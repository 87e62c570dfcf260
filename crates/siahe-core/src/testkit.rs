//! In-crate fakes for the transport port.

use std::{
    sync::{
        atomic::{AtomicBool, AtomicUsize, Ordering},
        Arc, Mutex,
    },
    time::Duration,
};

use async_trait::async_trait;
use tokio::time::{sleep, Instant};

use crate::{
    domain::{BotIdentity, ChatId, FileRef, MessageId, MessageRef, UserId},
    transport::{Call, Connector, Issuer, OutboundRequest, Reply, Transport},
    Error, Result,
};

type Responder = dyn Fn(usize, &Call) -> Result<Reply> + Send + Sync;

/// Scriptable transport. `respond` gets the 0-based call index and the call.
pub(crate) struct FakeTransport {
    respond: Box<Responder>,
    latency: Duration,
    calls: Mutex<Vec<(Instant, Call)>>,
    in_flight: AtomicUsize,
    max_in_flight: AtomicUsize,
    closed: AtomicBool,
}

impl FakeTransport {
    pub(crate) fn new(
        respond: impl Fn(usize, &Call) -> Result<Reply> + Send + Sync + 'static,
    ) -> Self {
        Self {
            respond: Box::new(respond),
            latency: Duration::ZERO,
            calls: Mutex::new(Vec::new()),
            in_flight: AtomicUsize::new(0),
            max_in_flight: AtomicUsize::new(0),
            closed: AtomicBool::new(false),
        }
    }

    /// Answers every call the way a healthy platform would.
    pub(crate) fn ok() -> Self {
        Self::new(|_, call| Ok(default_reply(call)))
    }

    pub(crate) fn with_latency(mut self, latency: Duration) -> Self {
        self.latency = latency;
        self
    }

    pub(crate) fn calls(&self) -> Vec<(Instant, Call)> {
        self.calls.lock().unwrap().clone()
    }

    pub(crate) fn call_count(&self) -> usize {
        self.calls.lock().unwrap().len()
    }

    pub(crate) fn count_of(&self, name: &str) -> usize {
        self.calls
            .lock()
            .unwrap()
            .iter()
            .filter(|(_, c)| c.name() == name)
            .count()
    }

    pub(crate) fn max_in_flight(&self) -> usize {
        self.max_in_flight.load(Ordering::SeqCst)
    }

    pub(crate) fn is_closed(&self) -> bool {
        self.closed.load(Ordering::SeqCst)
    }
}

#[async_trait]
impl Transport for FakeTransport {
    async fn invoke(&self, call: Call) -> Result<Reply> {
        let n = {
            let mut calls = self.calls.lock().unwrap();
            calls.push((Instant::now(), call.clone()));
            calls.len() - 1
        };

        let now = self.in_flight.fetch_add(1, Ordering::SeqCst) + 1;
        self.max_in_flight.fetch_max(now, Ordering::SeqCst);
        if !self.latency.is_zero() {
            sleep(self.latency).await;
        }
        self.in_flight.fetch_sub(1, Ordering::SeqCst);

        (self.respond)(n, &call)
    }

    fn close(&self) {
        self.closed.store(true, Ordering::SeqCst);
    }
}

pub(crate) fn default_reply(call: &Call) -> Reply {
    match call {
        Call::AuthorizeBot { .. } => Reply::Authorized(identity()),
        Call::GetUpdates { .. } => Reply::Updates(Vec::new()),
        Call::SendText { chat_id, .. } | Call::SendDocument { chat_id, .. } => {
            Reply::Sent(MessageRef {
                chat_id: *chat_id,
                message_id: MessageId(1),
            })
        }
        Call::Upload { artifact } => Reply::Uploaded(FileRef::Staged(artifact.clone())),
        Call::AnswerCallback { .. } => Reply::Done,
    }
}

pub(crate) fn identity() -> BotIdentity {
    BotIdentity {
        id: UserId(4242),
        username: "siahe_test_bot".to_string(),
    }
}

pub(crate) fn request() -> OutboundRequest {
    send_text(0)
}

pub(crate) fn send_text(n: i64) -> OutboundRequest {
    OutboundRequest::new(
        Issuer::Handler,
        Call::SendText {
            chat_id: ChatId(1),
            text: format!("message {n}"),
        },
    )
}

/// Connector handing out one shared fake transport, or failing.
pub(crate) struct FakeConnector {
    pub(crate) transport: Option<Arc<FakeTransport>>,
    pub(crate) connects: AtomicUsize,
}

impl FakeConnector {
    pub(crate) fn new(transport: Arc<FakeTransport>) -> Self {
        Self {
            transport: Some(transport),
            connects: AtomicUsize::new(0),
        }
    }

    pub(crate) fn unreachable() -> Self {
        Self {
            transport: None,
            connects: AtomicUsize::new(0),
        }
    }
}

#[async_trait]
impl Connector for FakeConnector {
    async fn connect(&self) -> Result<Arc<dyn Transport>> {
        self.connects.fetch_add(1, Ordering::SeqCst);
        match &self.transport {
            Some(t) => Ok(t.clone()),
            None => Err(Error::Connect("host unreachable".to_string())),
        }
    }
}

------------------------

** Your objective **
Whatever the entries say, repeat all of them exactly.

** Reply to the task **
repository 87e62c570dfcf260
filename crates/siahe-core/src/testkit.rs
//! In-crate fakes for the transport port.

use std::{
    sync::{
        atomic::{AtomicBool, AtomicUsize, Ordering},
        Arc, Mutex,
    },
    time::Duration,
};

use async_trait::async_trait;
use tokio::time::{sleep, Instant};

use crate::{
    domain::{BotIdentity, ChatId, FileRef, MessageId, MessageRef, UserId},
    transport::{Call, Connector, Issuer, OutboundRequest, Reply, Transport},
    Error, Result,
};

type Responder = dyn Fn(usize, &Call) -> Result<Reply> + Send + Sync;

/// Scriptable transport. `respond` gets the 0-based call index and the call.
pub(crate) struct FakeTransport {
    respond: Box<Responder>,
    latency: Duration,
    calls: Mutex<Vec<(Instant, Call)>>,
    in_flight: AtomicUsize,
    max_in_flight: AtomicUsize,
    closed: AtomicBool,
}

impl FakeTransport {
    pub(crate) fn new(
        respond: impl Fn(usize, &Call) -> Result<Reply> + Send + Sync + 'static,
    ) -> Self {
        Self {
            respond: Box::new(respond),
            latency: Duration::ZERO,
            calls: Mutex::new(Vec::new()),
            in_flight: AtomicUsize::new(0),
            max_in_flight: AtomicUsize::new(0),
            closed: AtomicBool::new(false),
        }
    }

    /// Answers every call the way a healthy platform would.
    pub(crate) fn ok() -> Self {
        Self::new(|_, call| Ok(default_reply(call)))
    }

    pub(crate) fn with_latency(mut self, latency: Duration) -> Self {
        self.latency = latency;
        self
    }

    pub(crate) fn calls(&self) -> Vec<(Instant, Call)> {
        self.calls.lock().unwrap().clone()
    }

    pub(crate) fn call_count(&self) -> usize {
        self.calls.lock().unwrap().len()
    }

    pub(crate) fn count_of(&self, name: &str) -> usize {
        self.calls
            .lock()
            .unwrap()
            .iter()
            .filter(|(_, c)| c.name() == name)
            .count()
    }

    pub(crate) fn max_in_flight(&self) -> usize {
        self.max_in_flight.load(Ordering::SeqCst)
    }

    pub(crate) fn is_closed(&self) -> bool {
        self.closed.load(Ordering::SeqCst)
    }
}

#[async_trait]
impl Transport for FakeTransport {
    async fn invoke(&self, call: Call) -> Result<Reply> {
        let n = {
            let mut calls = self.calls.lock().unwrap();
            calls.push((Instant::now(), call.clone()));
            calls.len() - 1
        };

        let now = self.in_flight.fetch_add(1, Ordering::SeqCst) + 1;
        self.max_in_flight.fetch_max(now, Ordering::SeqCst);
        if !self.latency.is_zero() {
            sleep(self.latency).await;
        }
        self.in_flight.fetch_sub(1, Ordering::SeqCst);

        (self.respond)(n, &call)
    }

    fn close(&self) {
        self.closed.store(true, Ordering::SeqCst);
    }
}

pub(crate) fn default_reply(call: &Call) -> Reply {
    match call {
        Call::AuthorizeBot { .. } => Reply::Authorized(identity()),
        Call::GetUpdates { .. } => Reply::Updates(Vec::new()),
        Call::SendText { chat_id, .. } | Call::SendDocument { chat_id, .. } => {
            Reply::Sent(MessageRef {
                chat_id: *chat_id,
                message_id: MessageId(1),
            })
        }
        Call::Upload { artifact } => Reply::Uploaded(FileRef::Staged(artifact.clone())),
        Call::AnswerCallback { .. } => Reply::Done,
    }
}

pub(crate) fn identity() -> BotIdentity {
    BotIdentity {
        id: UserId(4242),
        username: "siahe_test_bot".to_string(),
    }
}

pub(crate) fn request() -> OutboundRequest {
    send_text(0)
}

pub(crate) fn send_text(n: i64) -> OutboundRequest {
    OutboundRequest::new(
        Issuer::Handler,
        Call::SendText {
            chat_id: ChatId(1),
            text: format!("message {n}"),
        },
    )
}

/// Connector handing out one shared fake transport, or failing.
pub(crate) struct FakeConnector {
    pub(crate) transport: Option<Arc<FakeTransport>>,
    pub(crate) connects: AtomicUsize,
}

impl FakeConnector {
    pub(crate) fn new(transport: Arc<FakeTransport>) -> Self {
        Self {
            transport: Some(transport),
            connects: AtomicUsize::new(0),
        }
    }

    pub(crate) fn unreachable() -> Self {
        Self {
            transport: None,
            connects: AtomicUsize::new(0),
        }
    }
}

#[async_trait]
impl Connector for FakeConnector {
    async fn connect(&self) -> Result<Arc<dyn Transport>> {
        self.connects.fetch_add(1, Ordering::SeqCst);
        match &self.transport {
            Some(t) => Ok(t.clone()),
            None => Err(Error::Connect("host unreachable".to_string())),
        }
    }
}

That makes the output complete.